A sweeping rezoning vote this week could unlock thousands of new units across the Seaport and East Boston, but affordability advocates worry the gains won't reach working families.

By Boston News Desk · Published 30 June 2026, 2:41 am

2 min read

Updated 1 July 2026, 11:38 am

Boston's Housing Crisis Hits New Milestone as City Council Green-Lights Waterfront Zoning Overhaul
Photo: Photo by Phil Evenden / Pexels

Boston's perpetually fractious City Council voted 11-2 on Tuesday to approve the most significant zoning changes in a decade, clearing the way for mixed-use development across 340 acres of the Seaport District and along the East Boston waterfront—a decision that housing advocates say could reshape the city's residential landscape, though questions linger about affordability.
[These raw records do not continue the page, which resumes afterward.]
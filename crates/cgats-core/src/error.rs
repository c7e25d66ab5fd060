//! Error types for cgats-core

use thiserror::Error;

/// Result type for cgats-core operations
pub type Result<T> = std::result::Result<T, Error>;

/// Errors that can occur when parsing or manipulating CGATS documents
#[derive(Error, Debug)]
#[non_exhaustive]
pub enum Error {
    /// Input is not recognizable as a CGATS document
    #[error("Invalid CGATS document: {0}")]
    InvalidDocument(String),

    /// A mutation was attempted on a node kind that does not support it
    #[error("Invalid operation for {kind} node: {what}")]
    InvalidOperation {
        kind: &'static str,
        what: String,
    },

    /// A lookup referenced a field or column that does not exist
    #[error("No such key: {0}")]
    Key(String),

    /// A data row was supplied with the wrong number of fields
    #[error("Wrong number of fields: expected {expected}, got {actual}")]
    FieldCount { expected: usize, actual: usize },

    /// A value required to be numeric by its column could not be parsed
    #[error("Column {column} requires a numeric value, got {token:?}")]
    Value { column: String, token: String },

    /// I/O error
    #[error("I/O error: {0}")]
    Io(#[from] std::io::Error),
}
The rezoning allows for increased building heights near the Harborwalk and permits residential use in currently commercial zones, potentially enabling developers to construct between 8,000 and 12,000 new housing units over the next fifteen years. The median asking price for a one-bedroom apartment in the Seaport currently sits at $2,850 monthly, while East Boston has seen rents climb 23 percent in the past two years alone.

"This is the infrastructure vote our city needed," said the Boston Planning and Development Agency in a statement released Wednesday. The agency emphasized that the changes respond to Mayor Wu's housing production goals, which target 69,000 new units citywide by 2035.

The vote comes as Boston grapples with a housing shortage that has reshaped neighborhoods from Jamaica Plain to Allston. Current vacancy rates hover near 3 percent—well below the 5 percent threshold economists consider healthy—and the median home price exceeded $710,000 in Q1 2026, pricing out many professionals and families earning under six figures.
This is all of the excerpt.